The measurement system further comprises an exhaust line 84 connected to the port 25 of the third channel 24, in this embodiment by a SwagelokRTM connector to a fused silica capillary tube bonded to the chip 2, and a vacuum pump 86 connected to the exhaust line 84 such as to maintain the plasma-generation region 4 of the chamber 3 at a sub-atmospheric pressure, typically from 6666.1 to 33330.5 Pa (50 to 250 mm Hg). In an alternative embodiment the pump 86 can be omitted and a sub-atmospheric pressure maintained in the plasma-generation region 4 by appropriately shaping and/or dimensioning the chamber 3 and the second and third channels 22, 24 and controlling the pressure of the operating medium delivered through the delivery line 74. Indeed, the construction of the chip 2 is such that, by making the volume of the plasma-generation region 4 sufficiently small, the chip 2 can be operated at or above atmospheric pressure, typically up to about 1.1*105 Pa (1.1 bar).

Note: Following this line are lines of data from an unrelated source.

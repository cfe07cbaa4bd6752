//! Video sources
//!
//! [`CameraDevices`] is the seam a platform camera backend plugs into. Two
//! sources ship with the crate: an image file that behaves like a camera, and
//! a synthetic test pattern.

use std::fmt;
use std::path::{Path, PathBuf};
use std::sync::Arc;
use std::time::Instant;

use image::{Rgba, RgbaImage};
use tracing::debug;

use crate::error::CaptureError;

/// Requested ideal resolution for the first two fallback attempts
pub const IDEAL_RESOLUTION: (u32, u32) = (1280, 1280);

#[derive(Clone, Copy, Debug, PartialEq, Eq, Hash)]
pub enum Facing {
    /// Rear camera
    Environment,
    /// Front (selfie) camera
    User,
}

/// What a single open attempt asks for
#[derive(Clone, Copy, Debug, Default, PartialEq, Eq)]
pub struct StreamConstraints {
    /// `None` accepts any camera
    pub facing: Option<Facing>,
    pub ideal_size: Option<(u32, u32)>,
}

impl StreamConstraints {
    pub fn any() -> Self {
        Self::default()
    }

    pub fn facing(facing: Facing) -> Self {
        Self {
            facing: Some(facing),
            ideal_size: Some(IDEAL_RESOLUTION),
        }
    }

    /// Attempts in order: rear camera, front camera, anything
    pub fn fallback_chain() -> [StreamConstraints; 3] {
        [
            Self::facing(Facing::Environment),
            Self::facing(Facing::User),
            Self::any(),
        ]
    }
}

impl fmt::Display for StreamConstraints {
    fn fmt(&self, f: &mut fmt::Formatter<'_>) -> fmt::Result {
        match (self.facing, self.ideal_size) {
            (Some(facing), Some((w, h))) => write!(f, "{facing:?} camera at {w}x{h}"),
            (Some(facing), None) => write!(f, "{facing:?} camera"),
            (None, _) => f.write_str("any video source"),
        }
    }
}

/// An open camera stream
pub trait VideoStream: Send {
    /// Native frame size in pixels, `(0, 0)` until known
    fn dimensions(&self) -> (u32, u32);

    /// Most recent frame, `None` until the first one has arrived
    fn frame(&mut self) -> Option<Arc<RgbaImage>>;

    /// Release the device. Later calls to [`frame`](Self::frame) return `None`.
    fn stop(&mut self);

    fn is_stopped(&self) -> bool;
}

/// Opens streams matching a set of constraints
pub trait CameraDevices: Send + Sync {
    fn open(&self, constraints: &StreamConstraints) -> Result<Box<dyn VideoStream>, CaptureError>;
}

// =============================================================
// Still image
// =============================================================

/// An image on disk presented as a camera with no known facing.
///
/// Only requests that accept any camera succeed.
#[derive(Clone, Debug)]
pub struct StillImageCamera {
    path: PathBuf,
}

impl StillImageCamera {
    pub fn new(path: impl Into<PathBuf>) -> Self {
        Self { path: path.into() }
    }

    pub fn path(&self) -> &Path {
        &self.path
    }
}

struct StillImageStream {
    image: Arc<RgbaImage>,
    stopped: bool,
}

impl VideoStream for StillImageStream {
    fn dimensions(&self) -> (u32, u32) {
        self.image.dimensions()
    }

    fn frame(&mut self) -> Option<Arc<RgbaImage>> {
        (!self.stopped).then(|| self.image.clone())
    }

    fn stop(&mut self) {
        self.stopped = true;
    }

    fn is_stopped(&self) -> bool {
        self.stopped
    }
}

impl CameraDevices for StillImageCamera {
    fn open(&self, constraints: &StreamConstraints) -> Result<Box<dyn VideoStream>, CaptureError> {
        if let Some(facing) = constraints.facing {
            return Err(CaptureError::Unavailable(format!(
                "{} has no {facing:?} camera",
                self.path.display()
            )));
        }
        let image = image::open(&self.path)?.to_rgba8();
        debug!(
            "opened still image camera {} ({}x{})",
            self.path.display(),
            image.width(),
            image.height()
        );
        Ok(Box::new(StillImageStream {
            image: Arc::new(image),
            stopped: false,
        }))
    }
}

// =============================================================
// Test pattern
// =============================================================

/// Synthetic animated camera
#[derive(Clone, Debug)]
pub struct TestPatternCamera {
    pub width: u32,
    pub height: u32,
    pub facing: Facing,
}

impl Default for TestPatternCamera {
    fn default() -> Self {
        Self {
            width: 1280,
            height: 720,
            facing: Facing::Environment,
        }
    }
}

struct TestPatternStream {
    width: u32,
    height: u32,
    started: Instant,
    stopped: bool,
}

/// Diagonal colour bands over a checkerboard, drifting with `phase`
fn test_pattern(width: u32, height: u32, phase: f32) -> RgbaImage {
    RgbaImage::from_fn(width, height, |x, y| {
        let u = x as f32 / width.max(1) as f32;
        let v = y as f32 / height.max(1) as f32;
        let band = ((u + v) * 6.0 + phase).sin() * 0.5 + 0.5;
        let checker = ((x / 64) + (y / 64)) % 2 == 0;
        let base = if checker { 0.85 } else { 0.65 };
        let r = (base * (0.6 + 0.4 * band) * 255.0) as u8;
        let g = (base * (0.9 - 0.3 * band) * 255.0) as u8;
        let b = (base * (0.7 + 0.3 * v) * 255.0) as u8;
        Rgba([r, g, b, 255])
    })
}

impl VideoStream for TestPatternStream {
    fn dimensions(&self) -> (u32, u32) {
        (self.width, self.height)
    }

    fn frame(&mut self) -> Option<Arc<RgbaImage>> {
        if self.stopped {
            return None;
        }
        let phase = self.started.elapsed().as_secs_f32();
        Some(Arc::new(test_pattern(self.width, self.height, phase)))
    }

    fn stop(&mut self) {
        self.stopped = true;
    }

    fn is_stopped(&self) -> bool {
        self.stopped
    }
}

impl CameraDevices for TestPatternCamera {
    fn open(&self, constraints: &StreamConstraints) -> Result<Box<dyn VideoStream>, CaptureError> {
        if let Some(facing) = constraints.facing
            && facing != self.facing
        {
            return Err(CaptureError::Unavailable(format!("no {facing:?} camera")));
        }
        if self.width == 0 || self.height == 0 {
            return Err(CaptureError::Unavailable("zero-sized test pattern".into()));
        }
        Ok(Box::new(TestPatternStream {
            width: self.width,
            height: self.height,
            started: Instant::now(),
            stopped: false,
        }))
    }
}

The measurement system further comprises an optical sensor unit 92 for detecting the optical emission from the plasma developed in the plasma-generation region 4 of the chamber 3. The optical sensor unit 92 comprises an optical fibre bundle 93 coupled directly to the one plate of the chip 2 adjacent the plasma-generation region 4, which fibre bundle 93 receives the light transmitted through the one transparent plate, a monochromator 94 connected to the fibre bundle 93 and a photomultiplier tube 95 connected to the monochromator 94. In a preferred embodiment the one plate of the chip 2 can be shaped so as to form a focussing lens, typically a cylinder lens, for focussing the light emitted by the plasma.

The measurement system still further comprises a computer 96 connected to the measurement circuit 72, the pressure sensor 88 and the optical sensor unit 92 such as to allow for recordal of the plasma voltage, the plasma current, the pressure in the plasma-generation region 4 and the optical emission of the plasma.

In another modification, the plasma generator 1 can further comprise a plurality of light detectors 97, for example photodiodes, which are mounted to the one plate of the chip 2 adjacent the plasma-generation region 4 of the chamber 3. In a preferred embodiment each of the detectors 97 includes an optical filter 98, for example an interference filter, such as to be selective to a specific wavelength or range of wavelengths within the emission spectrum of the plasma. It will be understood that with this configuration the detectors 97 are connected directly to the computer 96 and the optical sensor unit 92 is omitted from the measurement system. By providing a plurality of detectors 97 which are each selective to a particular part of the emission spectrum, the sensitivity of the measurement system can be improved.

In a further modification, also as illustrated in FIG. 6, a reflective surface 99, typically a mirrored surface, can be disposed to the side of the chamber 3 opposite to which the emitted light is detected such as to reflect light emitted by the plasma to that side of the chamber 3.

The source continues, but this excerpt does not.